====== SOURCE INFORMATION ======
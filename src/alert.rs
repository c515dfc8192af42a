//! Defines the alert messages shown after an action fails or degrades.

use maud::{Markup, html};

/// Styling for the box of an error alert.
const ALERT_ERROR_STYLE: &str = "p-4 mb-4 text-sm text-red-800 rounded-lg bg-red-50 \
    dark:bg-gray-800 dark:text-red-400";

/// A message for the user about the outcome of an action.
#[derive(Debug, Clone, PartialEq)]
pub enum Alert {
    /// Something went wrong, with details on what the user can do about it.
    Error {
        /// A short description of what went wrong.
        message: String,
        /// What happened and what the user can do about it.
        details: String,
    },
    /// Something went wrong, in situations where one line says it all.
    ErrorSimple {
        /// A short description of what went wrong.
        message: String,
    },
}

impl Alert {
    /// Renders the alert.
    ///
    /// The markup can be swapped into the alert container by htmx or embedded
    /// directly in a page.
    pub fn into_html(self) -> Markup {
        // Template adapted from https://flowbite.com/docs/components/alerts/
        match self {
            Alert::Error { message, details } => html! {
                div class=(ALERT_ERROR_STYLE) role="alert" {
                    p class="font-medium" { (message) }
                    p { (details) }
                }
            },
            Alert::ErrorSimple { message } => html! {
                div class=(ALERT_ERROR_STYLE) role="alert" {
                    p class="font-medium" { (message) }
                }
            },
        }
    }
}

#[cfg(test)]
mod alert_tests {
    use super::Alert;

    #[test]
    fn error_alert_renders_message_and_details() {
        let alert = Alert::Error {
            message: "Gagal menyimpan transaksi".to_owned(),
            details: "Coba lagi nanti.".to_owned(),
        };

        let html = alert.into_html().into_string();

        assert!(html.contains("Gagal menyimpan transaksi"), "got {html}");
        assert!(html.contains("Coba lagi nanti."), "got {html}");
        assert!(html.contains("role=\"alert\""), "got {html}");
    }

    #[test]
    fn simple_error_alert_renders_message() {
        let alert = Alert::ErrorSimple {
            message: "Coba lagi.".to_owned(),
        };

        let html = alert.into_html().into_string();

        assert!(html.contains("Coba lagi."), "got {html}");
    }
}
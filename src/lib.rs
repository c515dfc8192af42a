//! Keuanganku is a web app for tracking personal income and expenses in rupiah.
//!
//! This library provides a REST API that directly serves HTML pages.
//! All transactions live in a single CSV file that is rewritten on each change.

#![warn(missing_docs)]

use std::{net::SocketAddr, time::Duration};

use axum_server::Handle;
use tokio::signal;

mod alert;
mod app_state;
mod chart;
mod dashboard;
mod endpoints;
mod error;
mod html;
mod internal_server_error;
pub mod ledger;
mod navigation;
mod not_found;
mod routing;
mod timezone;
mod transaction;

pub use app_state::AppState;
pub use error::Error;
pub use routing::build_router;

/// An async task that waits for either the ctrl+c or terminate signal, whichever comes first, and
/// then signals the server to shut down gracefully.
///
/// `handle` is a handle to an Axum `Server`.
pub async fn graceful_shutdown(handle: Handle<SocketAddr>) {
    let ctrl_c = async {
        signal::ctrl_c()
            .await
            .expect("failed to install Ctrl+C handler");
    };

    #[cfg(unix)]
    let terminate = async {
        signal::unix::signal(signal::unix::SignalKind::terminate())
            .expect("failed to install signal handler")
            .recv()
            .await;
    };

    #[cfg(not(unix))]
    let terminate = std::future::pending::<()>();

    tokio::select! {
        _ = ctrl_c => {
            tracing::debug!("Received ctrl+c signal.");
            handle.graceful_shutdown(Some(Duration::from_secs(1)));
        },
        _ = terminate => {
            tracing::debug!("Received terminate signal.");
            handle.graceful_shutdown(Some(Duration::from_secs(1)));
        },
    }
}
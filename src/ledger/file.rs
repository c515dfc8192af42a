//! Defines the CSV file that stores the ledger and how it is read and written.

use std::{
    fs,
    io::ErrorKind,
    path::{Path, PathBuf},
};

use crate::{Error, ledger::Transaction};

/// The column headers of the ledger file, in the order they are written.
const LEDGER_COLUMNS: [&str; 5] = ["Tanggal", "Kategori", "Tipe", "Nominal", "Keterangan"];

/// The CSV file that stores all transactions.
///
/// The file holds one header row followed by one row per transaction, oldest
/// first. Reads and writes always cover the whole file.
#[derive(Debug, Clone)]
pub struct LedgerFile {
    path: PathBuf,
}

impl LedgerFile {
    /// Creates a handle for the ledger file at `path`.
    ///
    /// The file itself is not touched until [`LedgerFile::load`] or
    /// [`LedgerFile::save`] is called.
    pub fn new(path: impl Into<PathBuf>) -> Self {
        Self { path: path.into() }
    }

    /// The path of the ledger file.
    pub fn path(&self) -> &Path {
        &self.path
    }

    /// Reads all transactions from the ledger file in file order.
    ///
    /// A missing file is not an error, it yields an empty list. A file that
    /// exists but cannot be read or parsed yields [`Error::UnreadableLedger`].
    pub fn load(&self) -> Result<Vec<Transaction>, Error> {
        let contents = match fs::read_to_string(&self.path) {
            Ok(contents) => contents,
            Err(error) if error.kind() == ErrorKind::NotFound => return Ok(Vec::new()),
            Err(error) => {
                tracing::error!("could not read {}: {error}", self.path.display());
                return Err(Error::UnreadableLedger(error.to_string()));
            }
        };

        let mut reader = csv::Reader::from_reader(contents.as_bytes());
        let mut transactions = Vec::new();

        for record in reader.deserialize() {
            let transaction = record.map_err(|error| {
                tracing::error!("could not parse {}: {error}", self.path.display());
                Error::UnreadableLedger(error.to_string())
            })?;

            transactions.push(transaction);
        }

        Ok(transactions)
    }

    /// Reads all transactions, falling back to an empty list if the file
    /// cannot be read.
    ///
    /// The error, if any, is returned alongside the empty list so callers can
    /// tell the user while still rendering something.
    pub fn load_or_empty(&self) -> (Vec<Transaction>, Option<Error>) {
        match self.load() {
            Ok(transactions) => (transactions, None),
            Err(error) => (Vec::new(), Some(error)),
        }
    }

    /// Writes `transactions` to the ledger file, replacing its contents.
    ///
    /// The rows are serialized before the file is opened, so a serialization
    /// failure leaves an existing file untouched.
    pub fn save(&self, transactions: &[Transaction]) -> Result<(), Error> {
        let mut writer = csv::WriterBuilder::new()
            .has_headers(false)
            .from_writer(Vec::new());

        writer
            .write_record(LEDGER_COLUMNS)
            .map_err(|error| Error::UnwritableLedger(error.to_string()))?;

        for transaction in transactions {
            writer
                .serialize(transaction)
                .map_err(|error| Error::UnwritableLedger(error.to_string()))?;
        }

        let buffer = writer
            .into_inner()
            .map_err(|error| Error::UnwritableLedger(error.to_string()))?;

        fs::write(&self.path, buffer).map_err(|error| {
            tracing::error!("could not write {}: {error}", self.path.display());
            Error::UnwritableLedger(error.to_string())
        })
    }
}
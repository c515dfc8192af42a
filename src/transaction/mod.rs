//! The new transaction flow.
//!
//! This module defines:
//! - The page with the form for recording a new transaction.
//! - The endpoint that validates and saves submitted transactions.
//! - The endpoint serving the category options for a transaction type.

mod category_options;
mod create_endpoint;
mod create_page;
mod form;

pub use category_options::get_category_options;
pub use create_endpoint::{CreateTransactionState, create_transaction_endpoint};
pub use create_page::{NewTransactionPageState, get_new_transaction_page};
======
*BRIEF*
Repeat every line of the records above exactly.

*ANSWER AREA*
filename src/alert.rs
repository c515dfc8192af42a
//! Defines the alert messages shown after an action fails or degrades.

use maud::{Markup, html};

/// Styling for the box of an error alert.
const ALERT_ERROR_STYLE: &str = "p-4 mb-4 text-sm text-red-800 rounded-lg bg-red-50 \
    dark:bg-gray-800 dark:text-red-400";

/// A message for the user about the outcome of an action.
#[derive(Debug, Clone, PartialEq)]
pub enum Alert {
    /// Something went wrong, with details on what the user can do about it.
    Error {
        /// A short description of what went wrong.
        message: String,
        /// What happened and what the user can do about it.
        details: String,
    },
    /// Something went wrong, in situations where one line says it all.
    ErrorSimple {
        /// A short description of what went wrong.
        message: String,
    },
}

impl Alert {
    /// Renders the alert.
    ///
    /// The markup can be swapped into the alert container by htmx or embedded
    /// directly in a page.
    pub fn into_html(self) -> Markup {
        // Template adapted from https://flowbite.com/docs/components/alerts/
        match self {
            Alert::Error { message, details } => html! {
                div class=(ALERT_ERROR_STYLE) role="alert" {
                    p class="font-medium" { (message) }
                    p { (details) }
                }
            },
            Alert::ErrorSimple { message } => html! {
                div class=(ALERT_ERROR_STYLE) role="alert" {
                    p class="font-medium" { (message) }
                }
            },
        }
    }
}

#[cfg(test)]
mod alert_tests {
    use super::Alert;

    #[test]
    fn error_alert_renders_message_and_details() {
        let alert = Alert::Error {
            message: "Gagal menyimpan transaksi".to_owned(),
            details: "Coba lagi nanti.".to_owned(),
        };

        let html = alert.into_html().into_string();

        assert!(html.contains("Gagal menyimpan transaksi"), "got {html}");
        assert!(html.contains("Coba lagi nanti."), "got {html}");
        assert!(html.contains("role=\"alert\""), "got {html}");
    }

    #[test]
    fn simple_error_alert_renders_message() {
        let alert = Alert::ErrorSimple {
            message: "Coba lagi.".to_owned(),
        };

        let html = alert.into_html().into_string();

        assert!(html.contains("Coba lagi."), "got {html}");
    }
}
filename src/lib.rs
repository c515dfc8192af42a
//! Keuanganku is a web app for tracking personal income and expenses in rupiah.
//!
//! This library provides a REST API that directly serves HTML pages.
//! All transactions live in a single CSV file that is rewritten on each change.

#![warn(missing_docs)]

use std::{net::SocketAddr, time::Duration};

use axum_server::Handle;
use tokio::signal;

mod alert;
mod app_state;
mod chart;
mod dashboard;
mod endpoints;
mod error;
mod html;
mod internal_server_error;
pub mod ledger;
mod navigation;
mod not_found;
mod routing;
mod timezone;
mod transaction;

pub use app_state::AppState;
pub use error::Error;
pub use routing::build_router;

/// An async task that waits for either the ctrl+c or terminate signal, whichever comes first, and
/// then signals the server to shut down gracefully.
///
/// `handle` is a handle to an Axum `Server`.
pub async fn graceful_shutdown(handle: Handle<SocketAddr>) {
    let ctrl_c = async {
        signal::ctrl_c()
            .await
            .expect("failed to install Ctrl+C handler");
    };

    #[cfg(unix)]
    let terminate = async {
        signal::unix::signal(signal::unix::SignalKind::terminate())
            .expect("failed to install signal handler")
            .recv()
            .await;
    };

    #[cfg(not(unix))]
    let terminate = std::future::pending::<()>();

    tokio::select! {
        _ = ctrl_c => {
            tracing::debug!("Received ctrl+c signal.");
            handle.graceful_shutdown(Some(Duration::from_secs(1)));
        },
        _ = terminate => {
            tracing::debug!("Received terminate signal.");
            handle.graceful_shutdown(Some(Duration::from_secs(1)));
        },
    }
}
filename src/ledger/file.rs
repository c515dfc8192af42a
//! Defines the CSV file that stores the ledger and how it is read and written.

use std::{
    fs,
    io::ErrorKind,
    path::{Path, PathBuf},
};

use crate::{Error, ledger::Transaction};

/// The column headers of the ledger file, in the order they are written.
const LEDGER_COLUMNS: [&str; 5] = ["Tanggal", "Kategori", "Tipe", "Nominal", "Keterangan"];

/// The CSV file that stores all transactions.
///
/// The file holds one header row followed by one row per transaction, oldest
/// first. Reads and writes always cover the whole file.
#[derive(Debug, Clone)]
pub struct LedgerFile {
    path: PathBuf,
}

impl LedgerFile {
    /// Creates a handle for the ledger file at `path`.
    ///
    /// The file itself is not touched until [`LedgerFile::load`] or
    /// [`LedgerFile::save`] is called.
    pub fn new(path: impl Into<PathBuf>) -> Self {
        Self { path: path.into() }
    }

    /// The path of the ledger file.
    pub fn path(&self) -> &Path {
        &self.path
    }

    /// Reads all transactions from the ledger file in file order.
    ///
    /// A missing file is not an error, it yields an empty list. A file that
    /// exists but cannot be read or parsed yields [`Error::UnreadableLedger`].
    pub fn load(&self) -> Result<Vec<Transaction>, Error> {
        let contents = match fs::read_to_string(&self.path) {
            Ok(contents) => contents,
            Err(error) if error.kind() == ErrorKind::NotFound => return Ok(Vec::new()),
            Err(error) => {
                tracing::error!("could not read {}: {error}", self.path.display());
                return Err(Error::UnreadableLedger(error.to_string()));
            }
        };

        let mut reader = csv::Reader::from_reader(contents.as_bytes());
        let mut transactions = Vec::new();

        for record in reader.deserialize() {
            let transaction = record.map_err(|error| {
                tracing::error!("could not parse {}: {error}", self.path.display());
                Error::UnreadableLedger(error.to_string())
            })?;

            transactions.push(transaction);
        }

        Ok(transactions)
    }

    /// Reads all transactions, falling back to an empty list if the file
    /// cannot be read.
    ///
    /// The error, if any, is returned alongside the empty list so callers can
    /// tell the user while still rendering something.
    pub fn load_or_empty(&self) -> (Vec<Transaction>, Option<Error>) {
        match self.load() {
            Ok(transactions) => (transactions, None),
            Err(error) => (Vec::new(), Some(error)),
        }
    }

    /// Writes `transactions` to the ledger file, replacing its contents.
    ///
    /// The rows are serialized before the file is opened, so a serialization
    /// failure leaves an existing file untouched.
    pub fn save(&self, transactions: &[Transaction]) -> Result<(), Error> {
        let mut writer = csv::WriterBuilder::new()
            .has_headers(false)
            .from_writer(Vec::new());

        writer
            .write_record(LEDGER_COLUMNS)
            .map_err(|error| Error::UnwritableLedger(error.to_string()))?;

        for transaction in transactions {
            writer
                .serialize(transaction)
                .map_err(|error| Error::UnwritableLedger(error.to_string()))?;
        }

        let buffer = writer
            .into_inner()
            .map_err(|error| Error::UnwritableLedger(error.to_string()))?;

        fs::write(&self.path, buffer).map_err(|error| {
            tracing::error!("could not write {}: {error}", self.path.display());
            Error::UnwritableLedger(error.to_string())
        })
    }
}
repository c515dfc8192af42a
filename src/transaction/mod.rs
//! The new transaction flow.
//!
//! This module defines:
//! - The page with the form for recording a new transaction.
//! - The endpoint that validates and saves submitted transactions.
//! - The endpoint serving the category options for a transaction type.

mod category_options;
mod create_endpoint;
mod create_page;
mod form;

pub use category_options::get_category_options;
pub use create_endpoint::{CreateTransactionState, create_transaction_endpoint};
pub use create_page::{NewTransactionPageState, get_new_transaction_page};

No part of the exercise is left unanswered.